第323話 地と風の魔術師、デリアとラボナ 2
逃亡中に双子の魔道師に阻まれた一行
俺たちは二人のダークエルフに挟まれ身動きが取れないでいる。この魔道師たちがどれほどの実力なのかもわからない。先ほどの攻撃なんてほんの準備運動にすらならない程度かもしれない。
「チッしゃらくせぇ、同時に叩くぞ。おい、人面猫お前反対側やれ」
ヴェロニカに言われ眉間に皺を寄せながらもエレナーゼは配置についた。手に紫の炎を灯し、双子の一人へと向かっていく。それに続いてエレナーゼも敵に炎を放った。
「ふん、無駄よっ!」
先ほどと同じように突撃するヴェロニカに突風が叩きつけられる。しかし、彼女はそれをすばやく避けると炎を放った。吹きすさぶ風はそれをも打ち消す。だがそれも一度までだ、ヴェロニカの放つ炎のほうが威力がある。希望が見えたのもつかの間、なんと前方からの風に吹き飛ばされてしまった。
同時にエレナーゼの炎ももう一方の魔道師に着弾したが土の壁に阻まれてしまった。地面へ叩きつけられたヴェロニカはこちらへ転がり再び押し戻される。
「ハア、くそっ自分の羽が邪魔なんてな」
どうやら翼に風を受けて押し戻されてしまったらしい。これでは彼女は風属性に対して不利ということになる。ついでにピヨもだ。一方エレナーゼの炎は地属性には不利なようだ。
「だめね、地の魔法は発動までに時間がかかるけど火には強いの。私じゃ相性が悪いわ」
遠距離攻撃が使える二人でさえ有効的なダメージを与えづらい。まずどちらがどの属性なのか見極めなくてはくてはならない。そんなことを考えている間にも二人は一瞬で立ち居地を変えた。
「ふふふ、そっちがぼーっとしてるなら私たちから行くからね」
すると俺たちの周りに風が吹き始めた。それは竜巻のようにどんどん強くなってゆく。あっという間に風の檻に閉じ込められてしまった。一歩前へ出ていたエレナーゼが後ろへと下がってくる。

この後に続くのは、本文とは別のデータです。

//! Prompting and verdict parsing for the local and external model endpoints.
//!
//! Both speak the chat-completions shape. The extraction prompt asks for the
//! 31-field JSON object; parsing tries strict JSON first and falls back to a
//! regex salvage of `doc_typ` when a model wraps its answer in prose.

use std::time::Duration;

use async_trait::async_trait;
use derive_more::derive::Display;
use indoc::formatdoc;
use once_cell::sync::Lazy;
use regex::Regex;
use reqwest::StatusCode;
use serde::{Deserialize, Serialize};
use serde_json::json;

use lib_field_extract::{EmailMeta, FieldSet};

use crate::classify::DocumentKind;

#[derive(Debug, Display)]
pub enum ModelError {
    #[display("model timeout")]
    Timeout,
    #[display("model response unparseable: {_0}")]
    Unparseable(String),
    #[display("rate limited")]
    RateLimited,
    #[display("model api error: {_0}")]
    Api(String),
    #[display("model transport error: {_0}")]
    Transport(reqwest::Error),
}

impl std::error::Error for ModelError {}

/// Structured verdict of one model call.
#[derive(Debug, Clone)]
pub struct ModelVerdict {
    pub doc_kind: DocumentKind,
    pub fields: FieldSet,
    pub confidence: f32,
}

/// Verdict plus accounting data the budget needs.
#[derive(Debug, Clone)]
pub struct ModelReply {
    pub verdict: ModelVerdict,
    pub total_tokens: u64,
}

/// Seam between the escalation logic and the HTTP endpoints, so phase logic
/// is testable against scripted backends.
#[async_trait]
pub trait InferenceBackend: Send + Sync {
    async fn classify(
        &self,
        model: &str,
        timeout: Duration,
        meta: &EmailMeta,
        text: &str,
    ) -> Result<ModelReply, ModelError>;
}

pub fn extraction_prompt(meta: &EmailMeta, text: &str) -> String {
    let body: String = text.chars().take(3000).collect();
    formatdoc! {r#"
        Analyzuj tento email a extrahuj strukturované informace.

        EMAIL:
        Od: {from}
        Komu: {to}
        Předmět: {subject}
        Datum: {date}

        OBSAH:
        {body}

        Odpověz POUZE validním JSON (bez markdown) s těmito poli:
        {{
          "doc_typ": "invoice|receipt|tax_document|bank_statement|order|contract|parking_ticket|car_service|car_wash|glass_work|proforma|delivery_note|payment_document|system_notification|marketing|correspondence|it_notes|project_notes|unknown",
          "protistrana_nazev": "název firmy/odesílatele",
          "protistrana_ico": "IČO pokud je uvedeno",
          "protistrana_typ": "firma|osvc|fo",
          "castka_celkem": 0.0,
          "datum_dokumentu": "YYYY-MM-DD",
          "cislo_dokumentu": "číslo dokumentu",
          "mena": "CZK|EUR|USD",
          "stav_platby": "zaplaceno|nezaplaceno|castecne|neznamy",
          "datum_splatnosti": "YYYY-MM-DD",
          "kategorie": "kategorie dokumentu",
          "od_osoba": "jméno odesílatele",
          "od_osoba_role": "role/pozice",
          "od_firma": "firma odesílatele",
          "pro_osoba": "jméno příjemce",
          "pro_osoba_role": "role příjemce",
          "pro_firma": "firma příjemce",
          "predmet": "stručný popis o čem dokument je",
          "ai_summary": "souhrn max 100 slov",
          "ai_keywords": "klíčová slova oddělená čárkou",
          "ai_popis": "podrobnější popis obsahu",
          "typ_sluzby": "typ služby pokud je",
          "nazev_sluzby": "název služby",
          "predmet_typ": "typ předmětu",
          "predmet_nazev": "název předmětu",
          "polozky_text": "položky jako text",
          "perioda": "období dokumentu",
          "confidence": 0.0
        }}
        Všechna pole musí být přítomna (použij null pokud nelze určit)."#,
        from = meta.from,
        to = meta.to,
        subject = meta.subject,
        date = meta.date,
    }
}

/// Decode a model's text answer into a verdict. Strict JSON first, then the
/// regex salvage for `doc_typ`.
pub fn parse_verdict(content: &str) -> Result<ModelVerdict, ModelError> {
    static RE_DOC_TYP: Lazy<Regex> =
        Lazy::new(|| Regex::new(r#""doc_typ"\s*:\s*"([a-z_]+)""#).unwrap());
    static RE_CONFIDENCE: Lazy<Regex> =
        Lazy::new(|| Regex::new(r#""confidence"\s*:\s*([0-9.]+)"#).unwrap());
    static RE_JSON_BLOCK: Lazy<Regex> =
        Lazy::new(|| Regex::new(r"(?s)\{.*\}").unwrap());

    let value: serde_json::Value = match serde_json::from_str(content) {
        Ok(v) => v,
        Err(_) => {
            // Models occasionally wrap the object in prose or a code fence.
            let block = RE_JSON_BLOCK
                .find(content)
                .and_then(|b| serde_json::from_str(b.as_str()).ok());
            match block {
                Some(v) => v,
                None => {
                    let kind = RE_DOC_TYP
                        .captures(content)
                        .and_then(|c| c[1].parse::<DocumentKind>().ok())
                        .ok_or_else(|| ModelError::Unparseable(snippet(content)))?;
                    let confidence = RE_CONFIDENCE
                        .captures(content)
                        .and_then(|c| c[1].parse::<f32>().ok())
                        .unwrap_or(0.5);
                    return Ok(ModelVerdict {
                        doc_kind: kind,
                        fields: FieldSet::default(),
                        confidence,
                    });
                }
            }
        }
    };

    let doc_kind = value
        .get("doc_typ")
        .and_then(|v| v.as_str())
        .and_then(|s| s.parse::<DocumentKind>().ok())
        .ok_or_else(|| ModelError::Unparseable(snippet(content)))?;
    let confidence = value
        .get("confidence")
        .and_then(|v| v.as_f64())
        .map(|c| c as f32)
        .unwrap_or(0.7);

    Ok(ModelVerdict {
        doc_kind,
        fields: FieldSet::from_value(&value),
        confidence,
    })
}

fn snippet(content: &str) -> String {
    content.chars().take(200).collect()
}

// Chat-completions wire shapes.

#[derive(Debug, Serialize, Deserialize)]
pub struct PromptUsage {
    #[serde(default)]
    pub prompt_tokens: u64,
    #[serde(default)]
    pub completion_tokens: u64,
    #[serde(default)]
    pub total_tokens: u64,
}

#[derive(Debug, Serialize, Deserialize)]
pub struct ChatMessage {
    pub role: String,
    pub content: String,
}

#[derive(Debug, Serialize, Deserialize)]
pub struct ChatChoice {
    pub message: ChatMessage,
}

#[derive(Debug, Serialize, Deserialize)]
pub struct ChatApiResponse {
    pub choices: Vec<ChatChoice>,
    #[serde(default)]
    pub usage: Option<PromptUsage>,
}

#[derive(Debug, Serialize, Deserialize)]
pub struct ChatApiError {
    pub message: String,
}

#[derive(Debug, Serialize, Deserialize)]
#[serde(untagged)]
pub enum ChatApiResponseOrError {
    Response(ChatApiResponse),
    Error { error: ChatApiError },
}

/// reqwest-backed chat-completions client used for both the local inference
/// servers and the external large-model endpoint.
#[derive(Clone)]
pub struct ChatCompletionsBackend {
    http: reqwest::Client,
    endpoint: String,
    api_key: Option<String>,
    temperature: f64,
}

impl ChatCompletionsBackend {
    pub fn new(http: reqwest::Client, endpoint: String, api_key: Option<String>) -> Self {
        ChatCompletionsBackend {
            http,
            endpoint,
            api_key,
            temperature: 0.1,
        }
    }

    async fn call_once(
        &self,
        model: &str,
        timeout: Duration,
        prompt: &str,
    ) -> Result<ModelReply, ModelError> {
        let mut request = self
            .http
            .post(&self.endpoint)
            .timeout(timeout)
            .json(&json!({
                "model": model,
                "temperature": self.temperature,
                "messages": [
                    {
                        "role": "system",
                        "content": "Jsi expert na analýzu a klasifikaci dokumentů. Odpovídáš pouze validním JSON."
                    },
                    { "role": "user", "content": prompt }
                ],
                "response_format": { "type": "json_object" }
            }));
        if let Some(key) = &self.api_key {
            request = request.bearer_auth(key);
        }

        let response = request.send().await.map_err(|e| {
            if e.is_timeout() {
                ModelError::Timeout
            } else {
                ModelError::Transport(e)
            }
        })?;

        if response.status() == StatusCode::TOO_MANY_REQUESTS {
            return Err(ModelError::RateLimited);
        }

        let value: serde_json::Value = response.json().await.map_err(|e| {
            if e.is_timeout() {
                ModelError::Timeout
            } else {
                ModelError::Transport(e)
            }
        })?;
        let parsed: ChatApiResponseOrError = serde_json::from_value(value.clone())
            .map_err(|_| ModelError::Unparseable(snippet(&value.to_string())))?;

        let parsed = match parsed {
            ChatApiResponseOrError::Error { error } => {
                if error.message.to_lowercase().contains("rate limit") {
                    return Err(ModelError::RateLimited);
                }
                return Err(ModelError::Api(error.message));
            }
            ChatApiResponseOrError::Response(r) => r,
        };

        let choice = parsed
            .choices
            .first()
            .ok_or_else(|| ModelError::Api("no choices in response".to_string()))?;
        let verdict = parse_verdict(&choice.message.content)?;
        Ok(ModelReply {
            verdict,
            total_tokens: parsed.usage.map(|u| u.total_tokens).unwrap_or(0),
        })
    }
}

#[async_trait]
impl InferenceBackend for ChatCompletionsBackend {
    async fn classify(
        &self,
        model: &str,
        timeout: Duration,
        meta: &EmailMeta,
        text: &str,
    ) -> Result<ModelReply, ModelError> {
        let prompt = extraction_prompt(meta, text);
        match self.call_once(model, timeout, &prompt).await {
            Err(ModelError::Unparseable(_)) => {
                // One retry on garbled output before giving up.
                self.call_once(model, timeout, &prompt).await
            }
            other => other,
        }
    }
}

#[cfg(test)]
mod tests {
    use super::*;

    #[test]
    fn strict_json_verdict_parses() {
        let content = r#"{"doc_typ": "invoice", "castka_celkem": 1200.0,
            "mena": "CZK", "confidence": 0.9}"#;
        let verdict = parse_verdict(content).unwrap();
        assert_eq!(verdict.doc_kind, DocumentKind::Invoice);
        assert_eq!(verdict.fields.get_f64("castka_celkem"), Some(1200.0));
        assert!((verdict.confidence - 0.9).abs() < f32::EPSILON);
    }

    #[test]
    fn json_inside_prose_parses() {
        let content = "Here is the result:\n```json\n{\"doc_typ\": \"receipt\", \"confidence\": 0.8}\n```";
        let verdict = parse_verdict(content).unwrap();
        assert_eq!(verdict.doc_kind, DocumentKind::Receipt);
    }

    #[test]
    fn regex_salvage_recovers_doc_typ() {
        let content = r#"The document is "doc_typ": "order" and "confidence": 0.66 I think"#;
        let verdict = parse_verdict(content).unwrap();
        assert_eq!(verdict.doc_kind, DocumentKind::Order);
        assert!((verdict.confidence - 0.66).abs() < f32::EPSILON);
        assert_eq!(verdict.fields.populated(), 0);
    }

    #[test]
    fn nonsense_is_unparseable() {
        let err = parse_verdict("I have no idea").unwrap_err();
        assert!(matches!(err, ModelError::Unparseable(_)));
    }

    #[test]
    fn unknown_kind_string_is_unparseable() {
        let err = parse_verdict(r#"{"doc_typ": "sonnet"}"#).unwrap_err();
        assert!(matches!(err, ModelError::Unparseable(_)));
    }

    #[test]
    fn prompt_carries_envelope_and_body() {
        let meta = EmailMeta {
            from: "a@b.cz".to_string(),
            to: "c@d.cz".to_string(),
            subject: "Faktura".to_string(),
            date: "2024-12-15".to_string(),
        };
        let prompt = extraction_prompt(&meta, "Celkem 1200 Kč");
        assert!(prompt.contains("Od: a@b.cz"));
        assert!(prompt.contains("Celkem 1200 Kč"));
        assert!(prompt.contains("\"doc_typ\""));
    }

    #[test]
    fn api_error_shape_decodes() {
        let raw = r#"{"error": {"message": "Requests rate limit exceeded"}}"#;
        let parsed: ChatApiResponseOrError = serde_json::from_str(raw).unwrap();
        assert!(matches!(parsed, ChatApiResponseOrError::Error { .. }));
    }
}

「しまった!早く脱出しないと、これでは一網打尽にされてしまうわ」
強くなる風の渦に体当たりして行くなんて無謀すぎる。だが今ここで地属性の魔法を使われてしまっては全滅だ。蛇に睨まれた蛙のように背筋がぞっと寒くなる。なにか考えなくては、今すぐに対処しなければ命が危ない。巻き上がる土煙で双子の姿が確認できないことが余計に焦らせる。こうしている間にももう一人は力を溜めているに違いない。
「しょうがねぇ、いくぞ全員私について来い!」
カルベネはどこからとりだしたのか持っていた酒を煽ると立ち塞がる風の壁へと走り出した。